Is China poor? Key question at climate talks
Is China a developing country?
Key question unresolved in latest
round of climate talks
By Karl Ritter, Associated Press
FILE-
Smoke billows from a chimney of a heating plant as the sun sets in Beijing in
this file photo dated Monday, Feb. 13, 2012. U.N. climate talks being held in
Bonn, Germany, are in gridlock Thursday May 24, 2012, as a rift between rich
and poor countries risked undoing some of the advances made last year in the
two-decade-long effort to control carbon emissions from fast-growing economies
like China and India as well as developed industrialized nations that
scientists say are overheating the planet.
BONN,
Germany (AP) -- Another round of U.N. climate talks closed without resolving
how to share the burden of curbing man-made global warming, mainly because
countries don't agree on who is rich and who is poor.
China
wants to maintain a decades-old division between developed and developing
countries, bearing in mind that, historically, the West has released most of
the heat-trapping gases that scientists say could cause catastrophic
changes in
climate.
But the
U.S. and Europe insisted during the two-week talks that ended Friday in Bonn
that the system doesn't reflect current economic realities and must change as
work begins on a new global climate pact set to be completed in 2015.
"The
notion that a simple binary system is going to be applicable going forward is
no longer one that has much relevance to the way the world currently
works," U.S. chief negotiator Jonathan
Pershing said.
Countries
like Qatar and Singapore are wealthier than the U.S. per capita but are still
defined as developing countries under the classification used in the U.N.

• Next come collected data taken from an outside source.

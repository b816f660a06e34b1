use ammonia;

/// Clean HTML content using the ammonia library.
///
/// This employs a whitelist-based sanitization strategy: it preserves safe tags
/// (like <b>, <p>) while stripping dangerous tags (like <script>, <iframe>)
/// and malicious attributes (like onclick).
///
/// Applied to stored free text (question text, answer text) that other
/// clients will render back.
pub fn clean_html(input: &str) -> String {
    ammonia::clean(input)
}
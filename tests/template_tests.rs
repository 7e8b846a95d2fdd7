// ABOUTME: Integration tests for template resolution
// ABOUTME: Exercises conditional evaluation and placeholder substitution through the public API

use serde_json::json;

use docmint::template::conditions::evaluate_with;
use docmint::template::{Context, FieldLookup, TemplateEngine};
use docmint::{evaluate, substitute};

mod common;
use common::EMPLOYEE_TEMPLATE;

fn employee_context() -> Context {
    Context::from_json(json!({
        "employeeName": "John Doe",
        "salary": "$9000",
        "show": true,
        "isUnemployed": false
    }))
    .unwrap()
}

#[test]
fn test_documented_properties() {
    let on = Context::new().with("x", true);
    let off = Context::new().with("x", false);

    assert_eq!(evaluate("?{x hello}?", Some(&on)), "hello");
    assert_eq!(evaluate("?{x hello}?", Some(&off)), "");
    assert_eq!(evaluate("?{!x hello}?", Some(&off)), "hello");
    assert_eq!(evaluate("?{!x hello}?", Some(&on)), "");

    let both = Context::new().with("a", true).with("b", true);
    assert_eq!(evaluate("?{a ?{b inner}? }?", Some(&both)), "inner ");

    let outer_off = Context::new().with("a", false);
    assert_eq!(evaluate("?{a ?{b inner}? }?", Some(&outer_off)), "");

    let name = Context::new().with("name", "Ann");
    assert_eq!(substitute("Hi {name}!", Some(&name)), "Hi Ann!");

    let zero = Context::new().with("n", 0);
    assert_eq!(substitute("Val: {n}", Some(&zero)), "Val: {n}");

    let ctx = Context::new().with("show", true).with("name", "Bo");
    assert_eq!(
        substitute(&evaluate("?{show {name}}?", Some(&ctx)), Some(&ctx)),
        "Bo"
    );
}

#[test]
fn test_no_context_passthrough() {
    for text in ["", "plain", "?{x y}?", "{name}", "?{unclosed {x}"] {
        assert_eq!(evaluate(text, None), text);
        assert_eq!(substitute(text, None), text);
        assert_eq!(TemplateEngine::new().resolve(text, None), text);
    }
}

#[test]
fn test_employee_template() {
    let engine = TemplateEngine::new();
    let resolved = engine.resolve(EMPLOYEE_TEMPLATE, Some(&employee_context()));

    assert!(resolved.contains("<h1>John Doe</h1>"));
    assert!(resolved.contains("<p>Salary: $9000</p>"));
    assert!(resolved.contains("<p>Employed with pay</p>"));
    assert!(!resolved.contains("looking for work"));
    assert!(!resolved.contains("?{"));
    assert!(!resolved.contains("}?"));
}

#[test]
fn test_resolution_is_idempotent() {
    let engine = TemplateEngine::new();
    let context = employee_context().with("missing", "");
    let template = format!("{}<footer>{{missing}}</footer>", EMPLOYEE_TEMPLATE);

    let once = engine.resolve(&template, Some(&context));
    assert!(once.contains("{missing}"));
    assert_eq!(evaluate(&once, Some(&context)), once);
    assert_eq!(substitute(&once, Some(&context)), once);
}

#[test]
fn test_conditionals_delete_while_placeholders_keep() {
    let context = Context::new().with("flag", false);

    assert_eq!(evaluate("[?{flag on}?]", Some(&context)), "[]");
    assert_eq!(substitute("[{flag}]", Some(&context)), "[{flag}]");
}

#[test]
fn test_deeply_nested_blocks() {
    let context = Context::from_json(json!({"a": 1, "b": "yes", "c": [0]})).unwrap();
    let text = "?{a A?{b B?{c C?{d D}?}?}?}?";

    assert_eq!(evaluate(text, Some(&context)), "ABC");
}

#[test]
fn test_path_lookup_is_opt_in() {
    let context = Context::from_json(json!({
        "employee": {"name": "Ann", "address": {"street": "Main St"}}
    }))
    .unwrap();
    let text = "?{employee.address {employee.address.street}}?";

    assert_eq!(TemplateEngine::new().resolve(text, Some(&context)), "");
    assert_eq!(
        TemplateEngine::new()
            .with_path_lookup()
            .resolve(text, Some(&context)),
        "Main St"
    );
    assert_eq!(
        evaluate_with("?{!employee.fired ok}?", Some(&context), FieldLookup::Path),
        "ok"
    );
}

#[test]
fn test_long_template_with_many_markers() {
    let context = Context::new().with("show", true).with("name", "Ann");
    let template = "?{show <li>{name}</li>}?".repeat(200);

    let resolved = TemplateEngine::new().resolve(&template, Some(&context));
    assert_eq!(resolved, "<li>Ann</li>".repeat(200));
}
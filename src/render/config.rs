// ABOUTME: Configuration types for document rendering
// ABOUTME: Defines page format, margins, and renderer pass-through options

use serde::{Deserialize, Serialize};
use serde_json::{Map, Value as JsonValue};

/// Options handed to the renderer alongside the resolved markup.
///
/// Keys are camelCase on the wire. Options a particular renderer understands
/// beyond the common ones go in `extra` and are passed through untouched.
#[derive(Debug, Clone, PartialEq, Serialize, Deserialize)]
#[serde(rename_all = "camelCase")]
pub struct RenderOptions {
    #[serde(default = "default_format")]
    pub format: String,
    #[serde(default)]
    pub margin: PageMargins,
    #[serde(default)]
    pub landscape: bool,
    #[serde(default)]
    pub print_background: bool,
    #[serde(default, flatten)]
    pub extra: Map<String, JsonValue>,
}

#[derive(Debug, Clone, PartialEq, Serialize, Deserialize)]
pub struct PageMargins {
    #[serde(default = "default_margin")]
    pub top: String,
    #[serde(default = "default_margin")]
    pub bottom: String,
    #[serde(default = "default_margin")]
    pub left: String,
    #[serde(default = "default_margin")]
    pub right: String,
}

fn default_format() -> String {
    "A4".to_string()
}

fn default_margin() -> String {
    "50px".to_string()
}

impl Default for RenderOptions {
    fn default() -> Self {
        Self {
            format: default_format(),
            margin: PageMargins::default(),
            landscape: false,
            print_background: false,
            extra: Map::new(),
        }
    }
}

impl Default for PageMargins {
    fn default() -> Self {
        Self::uniform(default_margin())
    }
}

impl PageMargins {
    /// Same margin on every side
    pub fn uniform(margin: impl Into<String>) -> Self {
        let margin = margin.into();
        Self {
            top: margin.clone(),
            bottom: margin.clone(),
            left: margin.clone(),
            right: margin,
        }
    }
}

impl RenderOptions {
    pub fn with_format(mut self, format: impl Into<String>) -> Self {
        self.format = format.into();
        self
    }

    pub fn with_margin(mut self, margin: PageMargins) -> Self {
        self.margin = margin;
        self
    }

    /// Add a renderer-specific option
    pub fn with_option(mut self, key: impl Into<String>, value: impl Into<JsonValue>) -> Self {
        self.extra.insert(key.into(), value.into());
        self
    }
}
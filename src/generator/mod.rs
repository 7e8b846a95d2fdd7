// ABOUTME: Document generation pipeline for docmint
// ABOUTME: Reads a template, resolves its markup against a context, and renders the result

pub mod error;

use tracing::{debug, info};

use crate::config::Config;
use crate::render::{DocumentRenderer, RenderOptions, RenderRequest, RenderedDocument};
use crate::source::{FileSource, TemplateSource};
use crate::template::{Context, TemplateEngine};

pub use error::{GenerateError, Result};

/// Composes template read, conditional evaluation, placeholder substitution
/// and rendering.
///
/// Each call is independent: no template or document is cached, and a
/// failure at any step is returned as-is without retrying.
pub struct DocumentGenerator {
    source: Box<dyn TemplateSource>,
    renderer: Box<dyn DocumentRenderer>,
    engine: TemplateEngine,
    options: RenderOptions,
}

impl DocumentGenerator {
    pub fn new(source: Box<dyn TemplateSource>, renderer: Box<dyn DocumentRenderer>) -> Self {
        Self {
            source,
            renderer,
            engine: TemplateEngine::new(),
            options: RenderOptions::default(),
        }
    }

    /// Build a generator reading templates from disk with the configured
    /// renderer, engine settings and render options
    pub fn from_config(config: &Config) -> Self {
        let source = match &config.template_dir {
            Some(dir) => FileSource::with_base_dir(dir),
            None => FileSource::new(),
        };
        Self::new(Box::new(source), config.renderer.build())
            .with_engine(TemplateEngine::with_config(config.engine.clone()))
            .with_options(config.render.clone())
    }

    pub fn with_engine(mut self, engine: TemplateEngine) -> Self {
        self.engine = engine;
        self
    }

    /// Render options used by [`DocumentGenerator::generate_default`]
    pub fn with_options(mut self, options: RenderOptions) -> Self {
        self.options = options;
        self
    }

    pub fn engine(&self) -> &TemplateEngine {
        &self.engine
    }

    pub fn options(&self) -> &RenderOptions {
        &self.options
    }

    /// Read a template and resolve its markup without rendering it
    pub async fn resolve_template(&self, path: &str, context: Option<&Context>) -> Result<String> {
        let text = self.source.read(path).await?;
        Ok(self.engine.resolve(&text, context))
    }

    /// Generate a document from the template at `path`
    pub async fn generate(
        &self,
        path: &str,
        context: Option<&Context>,
        options: &RenderOptions,
    ) -> Result<RenderedDocument> {
        let content = self.resolve_template(path, context).await?;
        debug!(
            "Rendering {} with {} renderer ({} chars)",
            path,
            self.renderer.name(),
            content.len()
        );

        let request = RenderRequest::new(content, options.clone());
        let document = self.renderer.render(&request).await?;

        info!("Generated document from {} ({} bytes)", path, document.len());
        Ok(document)
    }

    /// Generate a document with the generator's own render options
    pub async fn generate_default(
        &self,
        path: &str,
        context: Option<&Context>,
    ) -> Result<RenderedDocument> {
        self.generate(path, context, &self.options).await
    }
}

talks. So is China, the world's second largest economy.
Finding a
new system that better reflects the world today, while also acknowledging the
historical blame for greenhouse gas emissions, is the biggest challenge facing
the U.N. process as it seeks a global response to climate change.
"That
is a fundamental issue," said Henrik Harboe, Norway's chief climate
negotiator. "Some want to keep the old division while we want to look at
it in a more dynamic way."
The U.N.
climate talks are based on the premise that industrialized countries must take
the lead on climate change by committing to reducing emissions of carbon
dioxide and other greenhouse gases. They are also expected to provide money to
help poor countries grow in a sustainable way and to protect the most
vulnerable nations from rising sea levels, droughts and other consequences of a
warming world
Disputes
on how to categorize countries going forward was behind much of the procedural
wrangling that slowed down the talks in Bonn. Delegates failed to agree on an
agenda until the last day, leaving most of the work for a bigger summit in
Qatar in November.
A separate
dispute between developing countries delayed the appointment of officials to
steer the talks. That stalemate was also unlocked on the
last day.
The slow
pace frustrated climate activists who fear that there won't be enough political
will to rein in emissions to avoid dangerous levels of warming in coming
decades.
"The
talk here doesn't match the action that science says is required," said
Mohamed Adow, senior climate change adviser at Christian Aid.
China's
lead negotiator Su Wei told The Associated Press that the proposed new deal,
which would have binding commitments for all countries after 2020, must be
based on the principle of "common but differentiated responsibility"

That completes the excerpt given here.